Танет тряхнула связкой ключей, что болталась у нее на поясе.
– Видите? – Она показала цепочку, сперва Ренье, потом королевским детям. – Вот чем они сковали меня! Я прикована к ним надежнее, чем раб к мельничному жернову! А госпожа Фейнне носит свои ключи в кончиках пальцев, и это ключи не от кладовок и не от гардеробных, нет, нет! У нее в руках – ключи от волшебного мира, и говорю вам, я видела, как она это делает. – Танет метнула на герцогиню яростный взгляд. – Чего вы боитесь, моя госпожа? Того, что дети Талиессина погибнут, выполняя свои долг? Но ведь это – участь любого из смертных, и лучше бы гибель послужила к их чести! По крайней мере, королева остановит нашествие – потому что ИХ становится слишком много… Говорят, ОНИ подбирались уже под самые стены замка… и сколько бы ОНИ ни убили, ОНИ ни на миг не становятся сытыми: голод – их вечное проклятие. И только вы, с вашим дивным даром, в состоянии помочь королеве спасти свой народ… спасти моего мальчика! Только вы, ваша милость, а вы еще колеблетесь!
Выговорив все это, Танет резко взмахнула руками и уселась прямо на пол, подтянув острые колени к груди и уткнувшись в них подбородком.
– За то, что я выдала вас, ваш муж повесит меня на воротах своего замка, – сказала она, не поднимая глаз, – но мне теперь все равно!
И вдруг она разрыдалась, громко и безутешно, и Гайфье с удивлением понял, что она плачет не о себе, а о ком-то, кто ей дорог и с кем она не желала бы разлуки.
– Онфруа, – пробормотала Танет. – Спросите Онфруа, когда он вернется. Если только он вообще вернется к нам… Там, на границах герцогства, он выслеживает и убивает ИХ, а вы не хотите помочь преградить ИМ дорогу.
– ИХ? – прошептала герцогиня. – О ком ты говоришь? Кто такие ОНИ?
Танет вскинула на нее взгляд.
– Вы не знали? – крикнула она. – Не знали? Милосердное небо, как же он убивает ИХ, если вы об этом не знаете?
Фейнне долго молчала. За ее спиной брат и сестра соединили руки, и Гайфье сжал пальцы Эскивы.

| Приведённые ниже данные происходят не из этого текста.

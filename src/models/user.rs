//! User entity model
//!
//! Login accounts. A user may be linked to one employee record.

use sea_orm::entity::prelude::*;
use sea_orm::prelude::DateTimeWithTimeZone;
use serde::{Deserialize, Serialize};
use utoipa::ToSchema;

/// Access role carried by every user and embedded in session tokens.
#[derive(
    Clone,
    Copy,
    Debug,
    PartialEq,
    Eq,
    Hash,
    EnumIter,
    DeriveActiveEnum,
    Serialize,
    Deserialize,
    ToSchema,
)]
#[sea_orm(rs_type = "String", db_type = "String(StringLen::None)")]
#[serde(rename_all = "lowercase")]
pub enum Role {
    #[sea_orm(string_value = "admin")]
    Admin,
    #[sea_orm(string_value = "hr")]
    Hr,
    #[sea_orm(string_value = "manager")]
    Manager,
    #[sea_orm(string_value = "employee")]
    Employee,
}

impl Role {
    pub fn as_str(&self) -> &'static str {
        match self {
            Role::Admin => "admin",
            Role::Hr => "hr",
            Role::Manager => "manager",
            Role::Employee => "employee",
        }
    }

    /// Single authorization predicate shared by every protected route.
    pub fn is_any_of(&self, allowed: &[Role]) -> bool {
        allowed.contains(self)
    }
}

impl std::fmt::Display for Role {
    fn fmt(&self, f: &mut std::fmt::Formatter<'_>) -> std::fmt::Result {
        f.write_str(self.as_str())
    }
}

impl std::str::FromStr for Role {
    type Err = String;

    fn from_str(s: &str) -> Result<Self, Self::Err> {
        match s {
            "admin" => Ok(Role::Admin),
            "hr" => Ok(Role::Hr),
            "manager" => Ok(Role::Manager),
            "employee" => Ok(Role::Employee),
            _ => Err(format!("Invalid role: {}", s)),
        }
    }
}

#[derive(Clone, Debug, PartialEq, Eq, DeriveEntityModel)]
#[sea_orm(table_name = "users")]
pub struct Model {
    #[sea_orm(primary_key)]
    pub id: i32,

    #[sea_orm(unique)]
    pub email: String,

    /// Argon2 PHC string
    pub password_hash: String,

    pub role: Role,

    pub is_active: bool,

    pub employee_id: Option<i32>,

    pub last_login: Option<DateTimeWithTimeZone>,

    /// Most recently issued refresh token; only this one is accepted.
    pub refresh_token: Option<String>,

    pub created_at: DateTimeWithTimeZone,

    pub updated_at: DateTimeWithTimeZone,

    pub deleted_at: Option<DateTimeWithTimeZone>,
}

#[derive(Copy, Clone, Debug, EnumIter, DeriveRelation)]
pub enum Relation {
    #[sea_orm(
        belongs_to = "super::employee::Entity",
        from = "Column::EmployeeId",
        to = "super::employee::Column::Id"
    )]
    Employee,
}

impl Related<super::employee::Entity> for Entity {
    fn to() -> RelationDef {
        Relation::Employee.def()
    }
}

impl ActiveModelBehavior for ActiveModel {}

#[cfg(test)]
mod tests {
    use super::*;

    #[test]
    fn role_predicate_matches_allowed_set() {
        assert!(Role::Admin.is_any_of(&[Role::Admin, Role::Hr]));
        assert!(Role::Hr.is_any_of(&[Role::Admin, Role::Hr]));
        assert!(!Role::Employee.is_any_of(&[Role::Admin, Role::Hr, Role::Manager]));
        assert!(!Role::Manager.is_any_of(&[]));
    }

    #[test]
    fn role_round_trips_through_strings() {
        for role in [Role::Admin, Role::Hr, Role::Manager, Role::Employee] {
            assert_eq!(role.as_str().parse::<Role>().unwrap(), role);
        }
        assert!("superuser".parse::<Role>().is_err());
        assert_eq!(serde_json::to_string(&Role::Hr).unwrap(), "\"hr\"");
    }
}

Ренье сверлил глазами Танет, пытаясь разгадать смысл ее последней фразы: ключнице явно было известно нечто, о чем все прочие не догадывались. «Онфруа, – думал Ренье. – Сын герцогини дружен с ключницей. Ей что-то известно о нем. Что-то такое, о чем не знает даже мать. Все это более чем странно… Что имела в виду Танет? Как связано то, что делает Онфруа, с тем, что знает об этом его мать? Надо будет побольше разузнать об этом парне».